Quel est le persécuteur ? C’est celui dont l’orgueil blessé et le fanatisme en fureur irritent le prince ou les magistrats contre des hommes innocents qui n’ont d’autre crime que de n’être pas de son avis. Impudent, tu adores un Dieu, tu prêches la vertu, et tu la pratiques ; tu as servi les hommes, et tu les as consolés ; tu as établi l’orpheline, tu as secouru le pauvre, tu as changé les déserts où quelques esclaves traînaient une vie misérable en campagnes fertiles peuplées de familles heureuses ; mais j’ai découvert que tu me méprises, et que tu n’as jamais lu mon livre de controverse ; tu sais que je suis un fripon, que j’ai contrefait l’écriture de G***, que j’ai volé des**** ; tu pourrais bien le dire. Il faut que je le prévienne. J’irai donc chez le confesseur du premier ministre, ou chez le podestat ; je leur remontrerai, en penchant le cou et en tordant la bouche, que tu as une opinion erronée sur les cellules où furent renfermés les Septante ; que tu parlas même, il y a dix ans, d’une manière peu respectueuse du chien de Tobie, lequel tu soutenais être un barbet, tandis que je prouvais que c’était un lévrier ; je te dénoncerai comme l’ennemi de Dieu et des hommes. Tel est le langage du persécuteur ; et si ces paroles ne sortent pas précisément de sa bouche, elles sont gravées dans son cœur avec le burin du fanatisme trempé dans le fiel de l’envie[2].

C’est ainsi que le jésuite Le Tellier osa persécuter le cardinal de Noailles, et que Jurieu persécuta Bayle.

Lorsqu’on commença à persécuter les protestants en France, ce ne fut ni François Ier, ni Henri II, ni François II, qui épièrent ces infortunés, qui s’armèrent contre eux d’une fureur réfléchie, et qui les livrèrent aux flammes pour exercer sur eux leurs vengeances. François Ier était trop occupé avec la duchesse d’Étampes, Henri II avec sa vieille Diane, et François II était trop enfant. Par qui la persécution commença-t-elle ? Par des prêtres jaloux qui armèrent les préjugés des magistrats et la politique des ministres.

Si les rois n’avaient pas été trompés, s’ils avaient prévu que la persécution produirait cinquante ans de guerres civiles, et que la moitié de la nation serait exterminée mutuellement par l’autre, ils auraient éteint dans leurs larmes les premiers bûchers qu’ils laissèrent allumer.

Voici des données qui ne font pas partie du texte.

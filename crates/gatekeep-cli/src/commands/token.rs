//! Token commands.
//!
//! `gatekeep token issue` - Issue a token for a principal id.
//! `gatekeep token verify` - Verify a token and print its claims.

use crate::config::{read_key_text, resolve_key};
use anyhow::Context;
use gatekeep_core::{GatekeepConfig, PrincipalId, TokenConfig};
use gatekeep_token::{IssuedToken, KeyPair, TokenClaims, TokenManager, load_public_key_base64};
use serde_json::json;
use std::fs;
use std::path::{Path, PathBuf};

/// Resolve the signing key from `--private-key` or the configured key source.
fn resolve_private_key(flag: Option<String>, config: &TokenConfig) -> anyhow::Result<KeyPair> {
    let text = match flag {
        Some(value) => read_key_text(&value)?,
        None => resolve_key(&config.private_key)?.context(
            "Private key not provided. Either pass --private-key or set GATEKEEP_PRIVATE_KEY",
        )?,
    };
    KeyPair::from_private_key_base64(&text)
        .context("Failed to parse private key. Expected base64-encoded Ed25519 private key")
}

/// Resolve the verification key from `--public-key` or the configured key source.
fn resolve_public_key(
    flag: Option<String>,
    config: &TokenConfig,
) -> anyhow::Result<gatekeep_token::PublicKey> {
    let text = match flag {
        Some(value) => read_key_text(&value)?,
        None => resolve_key(&config.public_key)?.context(
            "Public key not provided. Either pass --public-key or set GATEKEEP_PUBLIC_KEY",
        )?,
    };
    load_public_key_base64(&text)
        .context("Failed to parse public key. Expected base64-encoded Ed25519 public key")
}

/// Parse a duration string like "24h", "7d", "30m" or "90s".
fn parse_duration(s: &str) -> anyhow::Result<chrono::Duration> {
    let s = s.trim().to_lowercase();
    let (digits, unit) = match s.char_indices().last() {
        Some((i, c)) if c.is_ascii_alphabetic() => (&s[..i], c),
        _ => (s.as_str(), 'h'),
    };
    let n: i64 = digits
        .parse()
        .with_context(|| format!("Invalid duration: {s}"))?;
    if n <= 0 {
        anyhow::bail!("Duration must be positive: {s}");
    }

    let duration = match unit {
        'd' => chrono::Duration::try_days(n),
        'h' => chrono::Duration::try_hours(n),
        'm' => chrono::Duration::try_minutes(n),
        's' => chrono::Duration::try_seconds(n),
        other => anyhow::bail!("Unknown duration unit '{other}' (use d, h, m or s)"),
    };
    duration.with_context(|| format!("Duration out of range: {s}"))
}

/// Read a token given either inline or as a path to a file holding it.
fn read_token(token: String) -> anyhow::Result<String> {
    if Path::new(&token).is_file() {
        return Ok(fs::read_to_string(&token)?.trim().to_string());
    }
    Ok(token.trim().to_string())
}

/// Issue a token for `principal`.
pub fn issue(
    config: &GatekeepConfig,
    private_key: Option<String>,
    principal: u32,
    ttl: Option<String>,
    output: Option<PathBuf>,
) -> anyhow::Result<IssuedToken> {
    let mut token_config = config.token.clone();
    if let Some(ttl) = ttl {
        let duration = parse_duration(&ttl)?;
        token_config.ttl_secs = u64::try_from(duration.num_seconds())?;
    }

    let keypair = resolve_private_key(private_key, &token_config)?;
    let manager = TokenManager::new(keypair, &token_config);
    let issued = manager.issue(PrincipalId(principal))?;
    tracing::info!(principal, expires_at = %issued.expires_at(), "issued token");

    if let Some(output_path) = output {
        fs::write(&output_path, &issued.token)?;
        println!("✔ Token written to: {}", output_path.display());
        println!("  Principal: {}", issued.principal_id());
        println!("  Expires:   {}", issued.expires_at().to_rfc3339());
    } else {
        println!("{}", issued.token);
    }

    Ok(issued)
}

/// Verify a token. Prints its claims as JSON when valid.
pub fn verify(
    config: &GatekeepConfig,
    public_key: Option<String>,
    token: String,
) -> anyhow::Result<Option<TokenClaims>> {
    let public_key = resolve_public_key(public_key, &config.token)?;
    let manager = TokenManager::verify_only(public_key, &config.token);
    let token = read_token(token)?;

    match manager.verify_claims(&token) {
        Ok(claims) => {
            let details = json!({
                "valid": true,
                "principal_id": claims.principal_id,
                "issued_at": claims.issued_at.to_rfc3339(),
                "expires_at": claims.expires_at.to_rfc3339(),
            });
            println!("{}", serde_json::to_string_pretty(&details)?);
            Ok(Some(claims))
        }
        Err(e) => {
            println!("✖ Token verification failed: {e}");
            Ok(None)
        }
    }
}
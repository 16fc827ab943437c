//! # gatekeep-token
//!
//! Bearer token lifecycle for Gatekeep.
//!
//! This crate provides functionality for:
//! - Loading Ed25519 key material supplied as base64 configuration values
//! - Issuing self-contained tokens that carry a principal id and an expiry
//! - Verifying tokens without a database round-trip
//! - Refreshing tokens and revoking them before they expire
//!
//! ## Token Format
//!
//! Tokens are [Biscuit](https://www.biscuitsec.org) tokens serialized as URL-safe
//! base64, so they can be placed in an `Authorization` header as-is. The authority
//! block holds three facts:
//!
//! ```datalog
//! principal(42);
//! issued_at(1700000000);
//! expires_at(1700007200);
//! ```
//!
//! Roles are deliberately not embedded. Permissions are resolved fresh from the
//! policy engine on every check, so a role change takes effect immediately.
//!
//! ## Revocation
//!
//! Revoking a token records the revocation identifier of its authority block (a
//! value derived from the block signature) in a [`RevocationSet`]. Entries carry the
//! token's own expiry as TTL and are pruned on every write.

pub mod claims;
pub mod error;
pub mod keys;
pub mod revocation;
pub mod token;

pub use biscuit_auth::PublicKey;
pub use claims::{IssuedToken, TokenClaims};
pub use error::TokenError;
pub use keys::{KEY_LENGTH, KeyPair, load_public_key_base64};
pub use revocation::RevocationSet;
pub use token::TokenManager;
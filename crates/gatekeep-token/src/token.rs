//! Token issuance, verification, refresh and revocation.

use crate::claims::{IssuedToken, TokenClaims};
use crate::error::TokenError;
use crate::keys::{KeyPair, load_public_key_base64};
use crate::revocation::RevocationSet;
use base64::Engine;
use base64::engine::general_purpose::URL_SAFE_NO_PAD;
use biscuit_auth::builder::AuthorizerBuilder;
use biscuit_auth::macros::fact;
use biscuit_auth::{Biscuit, PublicKey};
use chrono::{DateTime, Duration, Utc};
use gatekeep_core::{Clock, PrincipalId, SystemClock, TokenConfig};
use std::sync::Arc;

/// Issues and verifies Gatekeep bearer tokens.
///
/// Issuing needs the private key; a manager built with [`TokenManager::verify_only`]
/// can still verify and revoke. Apart from the revocation set, every call only reads
/// immutable key material and the clock.
pub struct TokenManager {
    signer: Option<KeyPair>,
    public_key: PublicKey,
    ttl: Duration,
    refresh_grace: Duration,
    clock: Arc<dyn Clock>,
    revoked: Arc<RevocationSet>,
}

/// A token that decoded and passed signature verification.
struct Decoded {
    claims: TokenClaims,
    fingerprint: String,
}

impl TokenManager {
    /// Create a manager that can issue and verify.
    pub fn new(keypair: KeyPair, config: &TokenConfig) -> Self {
        let public_key = keypair.public_key();
        Self::build(Some(keypair), public_key, config)
    }

    /// Create a manager that can only verify (and revoke).
    pub fn verify_only(public_key: PublicKey, config: &TokenConfig) -> Self {
        Self::build(None, public_key, config)
    }

    /// Create a manager from base64 key material.
    ///
    /// When both keys are supplied they must belong to the same pair.
    pub fn from_base64(
        private_key: Option<&str>,
        public_key: &str,
        config: &TokenConfig,
    ) -> Result<Self, TokenError> {
        let public = load_public_key_base64(public_key)?;
        match private_key {
            Some(encoded) => {
                let keypair = KeyPair::from_private_key_base64(encoded)?;
                if keypair.public_key().to_bytes_hex() != public.to_bytes_hex() {
                    return Err(TokenError::InvalidKey(
                        "public key does not match private key".to_string(),
                    ));
                }
                Ok(Self::new(keypair, config))
            }
            None => Ok(Self::verify_only(public, config)),
        }
    }

    fn build(signer: Option<KeyPair>, public_key: PublicKey, config: &TokenConfig) -> Self {
        Self {
            signer,
            public_key,
            ttl: config.ttl(),
            refresh_grace: config.refresh_grace(),
            clock: Arc::new(SystemClock),
            revoked: Arc::new(RevocationSet::new()),
        }
    }

    /// Replace the time source.
    pub fn with_clock(mut self, clock: Arc<dyn Clock>) -> Self {
        self.clock = clock;
        self
    }

    /// Share a revocation set with other managers in the process.
    pub fn with_revocation_set(mut self, revoked: Arc<RevocationSet>) -> Self {
        self.revoked = revoked;
        self
    }

    pub fn public_key(&self) -> PublicKey {
        self.public_key.clone()
    }

    pub fn ttl(&self) -> Duration {
        self.ttl
    }

    pub fn can_issue(&self) -> bool {
        self.signer.is_some()
    }

    pub fn revocations(&self) -> &RevocationSet {
        &self.revoked
    }

    pub fn now(&self) -> DateTime<Utc> {
        self.clock.now()
    }

    /// Mint a token for `principal_id` that expires `ttl` from now.
    pub fn issue(&self, principal_id: PrincipalId) -> Result<IssuedToken, TokenError> {
        let signer = self.signer.as_ref().ok_or(TokenError::SigningUnavailable)?;

        let issued_at = whole_seconds(self.clock.now());
        let expires_at = issued_at
            .checked_add_signed(self.ttl)
            .ok_or_else(|| TokenError::CreationFailed("expiry out of range".to_string()))?;
        let principal = i64::from(principal_id.0);

        let biscuit = Biscuit::builder()
            .fact(fact!("principal({principal})", principal = principal))
            .and_then(|b| b.fact(fact!("issued_at({ts})", ts = issued_at.timestamp())))
            .and_then(|b| b.fact(fact!("expires_at({ts})", ts = expires_at.timestamp())))
            .map_err(|e| TokenError::CreationFailed(e.to_string()))?
            .build(signer.inner())
            .map_err(|e| TokenError::CreationFailed(e.to_string()))?;

        let token = biscuit
            .to_base64()
            .map_err(|e| TokenError::CreationFailed(e.to_string()))?;

        Ok(IssuedToken {
            token,
            claims: TokenClaims {
                principal_id,
                issued_at,
                expires_at,
            },
        })
    }

    /// Verify a token and return the principal it was issued to.
    pub fn verify(&self, token: &str) -> Result<PrincipalId, TokenError> {
        self.verify_claims(token).map(|claims| claims.principal_id)
    }

    /// Verify a token and return all of its claims.
    ///
    /// Checks, in order: decoding and signature, revocation, expiry.
    pub fn verify_claims(&self, token: &str) -> Result<TokenClaims, TokenError> {
        let decoded = self.decode(token)?;
        let now = self.clock.now();

        if self.revoked.contains(&decoded.fingerprint, now) {
            return Err(TokenError::Revoked);
        }
        if decoded.claims.is_expired_at(now) {
            return Err(TokenError::Expired {
                expired_at: decoded.claims.expires_at,
            });
        }
        Ok(decoded.claims)
    }

    /// Exchange a token for a new one for the same principal.
    ///
    /// An expired token is accepted for `refresh_grace` past its expiry. Revoked
    /// tokens are never accepted. The presented token keeps its own expiry.
    pub fn refresh(&self, token: &str) -> Result<IssuedToken, TokenError> {
        let decoded = self.decode(token)?;
        let now = self.clock.now();

        if self.revoked.contains(&decoded.fingerprint, now) {
            return Err(TokenError::Revoked);
        }
        let refresh_until = decoded
            .claims
            .expires_at
            .checked_add_signed(self.refresh_grace)
            .unwrap_or(DateTime::<Utc>::MAX_UTC);
        if now > refresh_until {
            return Err(TokenError::Expired {
                expired_at: decoded.claims.expires_at,
            });
        }

        self.issue(decoded.claims.principal_id)
    }

    /// Stop honouring a token before its expiry.
    ///
    /// The token must carry a valid signature. Revoking an already revoked or long
    /// expired token succeeds without effect.
    pub fn revoke(&self, token: &str) -> Result<TokenClaims, TokenError> {
        let decoded = self.decode(token)?;
        let retain_until = decoded
            .claims
            .expires_at
            .checked_add_signed(self.refresh_grace)
            .unwrap_or(DateTime::<Utc>::MAX_UTC);

        self.revoked
            .insert(decoded.fingerprint, retain_until, self.clock.now());
        Ok(decoded.claims)
    }

    fn decode(&self, token: &str) -> Result<Decoded, TokenError> {
        let biscuit = Biscuit::from_base64(token.trim(), self.public_key.clone())
            .map_err(TokenError::from_parse)?;

        let mut authorizer = AuthorizerBuilder::new()
            .code("allow if true;")
            .map_err(|e| TokenError::Malformed(e.to_string()))?
            .build(&biscuit)
            .map_err(|e| TokenError::Malformed(e.to_string()))?;

        authorizer
            .authorize()
            .map_err(|e| TokenError::Malformed(e.to_string()))?;

        let principal = extract_int_fact(&mut authorizer, "principal")?;
        let issued_at = extract_int_fact(&mut authorizer, "issued_at")?;
        let expires_at = extract_int_fact(&mut authorizer, "expires_at")?;

        let principal_id = u32::try_from(principal)
            .map(PrincipalId)
            .map_err(|_| TokenError::Malformed(format!("principal id {principal} out of range")))?;

        let fingerprint = biscuit
            .revocation_identifiers()
            .first()
            .map(|id| URL_SAFE_NO_PAD.encode(id))
            .ok_or_else(|| TokenError::Malformed("token has no authority block".to_string()))?;

        Ok(Decoded {
            claims: TokenClaims {
                principal_id,
                issued_at: timestamp("issued_at", issued_at)?,
                expires_at: timestamp("expires_at", expires_at)?,
            },
            fingerprint,
        })
    }
}

fn extract_int_fact(
    authorizer: &mut biscuit_auth::Authorizer,
    name: &str,
) -> Result<i64, TokenError> {
    let rule_str = format!("data($x) <- {name}($x)");
    let rule: biscuit_auth::builder::Rule = rule_str
        .parse()
        .map_err(|e: biscuit_auth::error::Token| TokenError::Malformed(e.to_string()))?;

    let results: Vec<(i64,)> = authorizer
        .query(rule)
        .map_err(|e| TokenError::Malformed(e.to_string()))?;

    match results.as_slice() {
        [(value,)] => Ok(*value),
        [] => Err(TokenError::MissingClaim {
            claim: name.to_string(),
        }),
        _ => Err(TokenError::Malformed(format!("duplicate {name} claim"))),
    }
}

fn timestamp(claim: &str, secs: i64) -> Result<DateTime<Utc>, TokenError> {
    DateTime::from_timestamp(secs, 0)
        .ok_or_else(|| TokenError::Malformed(format!("{claim} out of range: {secs}")))
}

fn whole_seconds(at: DateTime<Utc>) -> DateTime<Utc> {
    DateTime::from_timestamp(at.timestamp(), 0).unwrap_or(at)
}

Dieu de miséricorde ! si quelque homme peut ressembler à cet être malfaisant qu’on nous peint occupé sans cesse à détruire tes ouvrages, n’est-ce pas le persécuteur ?


  1. Raison par alphabet, 1769. (B.)
  2. Ce paragraphe est relatif à la délation de Biord, évêque d’Annecy, contre l’auteur. Il en a été parlé ailleurs (au mot Fanatisme, tome XIX, section iii, page 82.)